[Dataset entries]
--- START ---

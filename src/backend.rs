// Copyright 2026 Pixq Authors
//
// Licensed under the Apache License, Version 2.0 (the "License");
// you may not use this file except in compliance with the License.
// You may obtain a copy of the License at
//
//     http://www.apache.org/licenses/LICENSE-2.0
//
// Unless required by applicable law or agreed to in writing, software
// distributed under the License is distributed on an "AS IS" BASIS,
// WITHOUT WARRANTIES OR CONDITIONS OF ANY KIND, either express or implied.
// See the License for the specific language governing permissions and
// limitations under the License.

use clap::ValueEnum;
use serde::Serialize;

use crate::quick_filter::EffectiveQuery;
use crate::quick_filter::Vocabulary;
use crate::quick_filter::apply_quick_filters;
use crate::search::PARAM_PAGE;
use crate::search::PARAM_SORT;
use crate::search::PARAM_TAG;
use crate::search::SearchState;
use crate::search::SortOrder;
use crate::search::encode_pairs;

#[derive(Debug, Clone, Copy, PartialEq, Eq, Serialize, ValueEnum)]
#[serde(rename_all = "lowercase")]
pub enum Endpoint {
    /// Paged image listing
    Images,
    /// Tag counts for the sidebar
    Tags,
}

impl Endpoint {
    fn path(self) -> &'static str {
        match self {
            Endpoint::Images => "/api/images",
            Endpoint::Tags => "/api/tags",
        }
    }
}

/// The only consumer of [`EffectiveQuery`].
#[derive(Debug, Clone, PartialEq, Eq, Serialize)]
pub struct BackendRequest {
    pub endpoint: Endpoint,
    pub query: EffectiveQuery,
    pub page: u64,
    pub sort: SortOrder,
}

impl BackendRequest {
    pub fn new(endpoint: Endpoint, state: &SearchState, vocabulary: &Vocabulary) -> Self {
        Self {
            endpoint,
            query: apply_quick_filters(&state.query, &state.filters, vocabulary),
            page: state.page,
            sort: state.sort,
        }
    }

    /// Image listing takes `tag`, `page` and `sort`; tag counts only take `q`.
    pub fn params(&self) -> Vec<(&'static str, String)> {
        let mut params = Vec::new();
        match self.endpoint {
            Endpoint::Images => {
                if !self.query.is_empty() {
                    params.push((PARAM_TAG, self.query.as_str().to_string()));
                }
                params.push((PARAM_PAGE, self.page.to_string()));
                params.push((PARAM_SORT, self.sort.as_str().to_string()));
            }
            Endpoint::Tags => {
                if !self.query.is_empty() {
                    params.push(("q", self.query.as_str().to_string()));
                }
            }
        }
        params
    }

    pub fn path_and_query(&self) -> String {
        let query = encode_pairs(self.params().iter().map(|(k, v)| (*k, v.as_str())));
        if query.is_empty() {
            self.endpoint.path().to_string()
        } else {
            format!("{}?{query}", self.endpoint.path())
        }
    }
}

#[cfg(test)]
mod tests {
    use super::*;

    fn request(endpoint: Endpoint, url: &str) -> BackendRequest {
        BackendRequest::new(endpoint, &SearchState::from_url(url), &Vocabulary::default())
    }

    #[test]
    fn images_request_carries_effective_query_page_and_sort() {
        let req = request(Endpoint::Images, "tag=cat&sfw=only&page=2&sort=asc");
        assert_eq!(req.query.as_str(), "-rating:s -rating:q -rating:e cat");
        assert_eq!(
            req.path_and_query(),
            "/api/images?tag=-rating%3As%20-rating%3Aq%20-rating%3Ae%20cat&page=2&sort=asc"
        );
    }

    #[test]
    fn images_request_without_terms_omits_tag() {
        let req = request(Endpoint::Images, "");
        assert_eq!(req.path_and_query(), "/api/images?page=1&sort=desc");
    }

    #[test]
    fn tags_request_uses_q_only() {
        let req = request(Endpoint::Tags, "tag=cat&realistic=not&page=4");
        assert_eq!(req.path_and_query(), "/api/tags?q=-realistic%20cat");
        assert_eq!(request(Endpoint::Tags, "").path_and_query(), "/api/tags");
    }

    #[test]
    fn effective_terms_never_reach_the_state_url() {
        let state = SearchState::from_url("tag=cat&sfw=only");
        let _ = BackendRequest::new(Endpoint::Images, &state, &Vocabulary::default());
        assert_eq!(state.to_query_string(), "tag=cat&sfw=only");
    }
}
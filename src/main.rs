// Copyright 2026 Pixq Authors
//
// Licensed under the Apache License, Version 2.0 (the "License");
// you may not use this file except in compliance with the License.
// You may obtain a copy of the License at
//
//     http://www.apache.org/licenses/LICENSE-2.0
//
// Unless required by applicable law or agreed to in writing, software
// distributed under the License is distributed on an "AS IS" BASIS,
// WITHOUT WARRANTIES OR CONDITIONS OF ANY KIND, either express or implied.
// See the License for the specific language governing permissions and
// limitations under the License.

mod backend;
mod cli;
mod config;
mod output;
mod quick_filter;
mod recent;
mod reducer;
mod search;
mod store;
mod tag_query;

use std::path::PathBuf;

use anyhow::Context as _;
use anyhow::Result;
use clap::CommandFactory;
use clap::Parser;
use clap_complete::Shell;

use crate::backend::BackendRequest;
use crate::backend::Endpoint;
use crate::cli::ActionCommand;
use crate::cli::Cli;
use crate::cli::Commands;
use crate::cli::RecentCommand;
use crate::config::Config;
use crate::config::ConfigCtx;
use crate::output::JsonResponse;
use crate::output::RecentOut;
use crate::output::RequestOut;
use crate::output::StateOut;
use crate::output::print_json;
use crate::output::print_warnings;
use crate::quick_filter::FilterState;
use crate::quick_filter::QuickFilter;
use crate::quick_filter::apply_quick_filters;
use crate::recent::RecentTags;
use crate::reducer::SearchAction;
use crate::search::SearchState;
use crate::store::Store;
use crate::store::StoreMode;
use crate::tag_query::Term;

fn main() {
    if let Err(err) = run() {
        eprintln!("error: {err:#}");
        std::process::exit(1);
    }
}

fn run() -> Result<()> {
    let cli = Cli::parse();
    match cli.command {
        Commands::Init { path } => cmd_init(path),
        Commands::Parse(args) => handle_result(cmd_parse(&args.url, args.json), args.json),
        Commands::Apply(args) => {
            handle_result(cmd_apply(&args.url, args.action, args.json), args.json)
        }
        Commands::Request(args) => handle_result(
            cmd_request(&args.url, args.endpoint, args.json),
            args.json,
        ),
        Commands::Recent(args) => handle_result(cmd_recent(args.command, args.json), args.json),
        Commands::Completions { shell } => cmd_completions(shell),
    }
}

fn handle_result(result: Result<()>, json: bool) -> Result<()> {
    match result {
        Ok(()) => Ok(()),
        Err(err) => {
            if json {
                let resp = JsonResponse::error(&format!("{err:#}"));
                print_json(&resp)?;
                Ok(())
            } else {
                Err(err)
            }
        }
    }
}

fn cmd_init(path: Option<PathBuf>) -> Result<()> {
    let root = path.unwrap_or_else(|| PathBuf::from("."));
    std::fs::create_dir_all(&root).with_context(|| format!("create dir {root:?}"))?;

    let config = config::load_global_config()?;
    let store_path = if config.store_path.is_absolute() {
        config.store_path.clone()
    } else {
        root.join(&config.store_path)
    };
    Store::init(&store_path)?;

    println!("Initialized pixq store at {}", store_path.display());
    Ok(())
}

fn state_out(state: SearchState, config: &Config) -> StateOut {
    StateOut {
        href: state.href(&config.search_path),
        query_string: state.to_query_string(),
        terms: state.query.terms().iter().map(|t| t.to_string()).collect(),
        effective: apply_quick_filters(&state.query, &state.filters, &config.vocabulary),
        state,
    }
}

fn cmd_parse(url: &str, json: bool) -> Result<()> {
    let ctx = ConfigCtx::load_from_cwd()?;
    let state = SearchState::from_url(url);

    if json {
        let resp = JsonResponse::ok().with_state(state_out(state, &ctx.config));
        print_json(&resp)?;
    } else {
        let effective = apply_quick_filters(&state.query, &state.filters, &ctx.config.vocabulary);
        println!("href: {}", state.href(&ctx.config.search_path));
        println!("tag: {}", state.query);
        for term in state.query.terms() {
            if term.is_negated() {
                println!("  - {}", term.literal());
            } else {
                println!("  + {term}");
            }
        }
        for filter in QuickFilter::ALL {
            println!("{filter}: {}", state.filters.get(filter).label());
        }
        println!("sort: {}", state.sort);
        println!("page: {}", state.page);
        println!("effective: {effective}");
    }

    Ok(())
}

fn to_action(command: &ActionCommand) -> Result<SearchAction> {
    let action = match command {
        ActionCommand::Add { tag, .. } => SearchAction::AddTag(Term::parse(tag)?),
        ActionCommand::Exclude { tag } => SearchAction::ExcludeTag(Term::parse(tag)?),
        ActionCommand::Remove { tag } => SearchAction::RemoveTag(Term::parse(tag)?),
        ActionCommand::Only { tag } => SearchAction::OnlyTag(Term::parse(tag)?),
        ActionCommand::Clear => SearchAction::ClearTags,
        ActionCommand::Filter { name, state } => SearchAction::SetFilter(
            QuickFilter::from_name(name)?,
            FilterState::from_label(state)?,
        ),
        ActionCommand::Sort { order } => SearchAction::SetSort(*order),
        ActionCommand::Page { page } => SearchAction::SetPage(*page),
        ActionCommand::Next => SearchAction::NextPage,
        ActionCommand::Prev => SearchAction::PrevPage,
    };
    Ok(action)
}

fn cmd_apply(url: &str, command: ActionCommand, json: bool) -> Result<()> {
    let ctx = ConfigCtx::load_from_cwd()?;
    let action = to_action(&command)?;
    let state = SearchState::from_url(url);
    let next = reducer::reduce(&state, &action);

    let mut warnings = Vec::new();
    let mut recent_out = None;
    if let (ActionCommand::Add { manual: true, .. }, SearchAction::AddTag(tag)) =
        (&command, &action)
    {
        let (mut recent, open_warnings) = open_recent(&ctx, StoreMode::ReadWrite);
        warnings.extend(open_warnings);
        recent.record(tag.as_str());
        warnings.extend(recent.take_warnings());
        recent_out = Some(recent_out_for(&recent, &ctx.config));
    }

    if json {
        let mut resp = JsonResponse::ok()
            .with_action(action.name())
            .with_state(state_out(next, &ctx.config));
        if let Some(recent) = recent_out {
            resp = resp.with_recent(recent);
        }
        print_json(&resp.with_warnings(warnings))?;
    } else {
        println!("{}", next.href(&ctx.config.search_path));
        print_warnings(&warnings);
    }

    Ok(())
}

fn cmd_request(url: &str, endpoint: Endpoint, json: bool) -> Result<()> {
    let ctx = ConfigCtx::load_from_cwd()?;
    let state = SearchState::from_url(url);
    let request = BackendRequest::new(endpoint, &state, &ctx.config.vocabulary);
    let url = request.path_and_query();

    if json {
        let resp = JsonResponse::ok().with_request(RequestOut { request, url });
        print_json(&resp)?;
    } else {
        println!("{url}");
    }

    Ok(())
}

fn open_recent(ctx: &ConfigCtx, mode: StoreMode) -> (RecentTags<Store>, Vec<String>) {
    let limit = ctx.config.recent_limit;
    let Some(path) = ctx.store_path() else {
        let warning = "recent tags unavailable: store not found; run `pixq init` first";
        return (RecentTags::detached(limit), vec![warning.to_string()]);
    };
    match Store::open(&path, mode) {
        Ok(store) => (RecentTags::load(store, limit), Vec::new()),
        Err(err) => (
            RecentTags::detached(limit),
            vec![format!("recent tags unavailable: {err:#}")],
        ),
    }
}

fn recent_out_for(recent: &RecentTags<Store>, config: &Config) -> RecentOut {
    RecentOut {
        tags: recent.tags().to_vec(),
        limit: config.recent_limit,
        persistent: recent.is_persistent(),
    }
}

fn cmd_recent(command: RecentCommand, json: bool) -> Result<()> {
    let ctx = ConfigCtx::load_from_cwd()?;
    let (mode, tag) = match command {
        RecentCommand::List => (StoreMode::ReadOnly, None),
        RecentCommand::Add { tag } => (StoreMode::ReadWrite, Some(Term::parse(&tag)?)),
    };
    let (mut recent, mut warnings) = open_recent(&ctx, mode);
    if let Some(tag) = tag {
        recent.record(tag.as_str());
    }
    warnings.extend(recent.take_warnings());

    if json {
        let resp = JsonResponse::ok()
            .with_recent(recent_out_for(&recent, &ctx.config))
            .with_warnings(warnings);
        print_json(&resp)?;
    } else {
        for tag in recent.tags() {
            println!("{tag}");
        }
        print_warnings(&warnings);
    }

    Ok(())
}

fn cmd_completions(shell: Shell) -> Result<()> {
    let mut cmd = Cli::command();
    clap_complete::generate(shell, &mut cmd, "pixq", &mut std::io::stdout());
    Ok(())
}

--- END ---

▶ _Exercise prompt_
Look for the string "detached" in the records, and copy every line where it is found.

▶ _Task response_
        return (RecentTags::detached(limit), vec![warning.to_string()]);
            RecentTags::detached(limit),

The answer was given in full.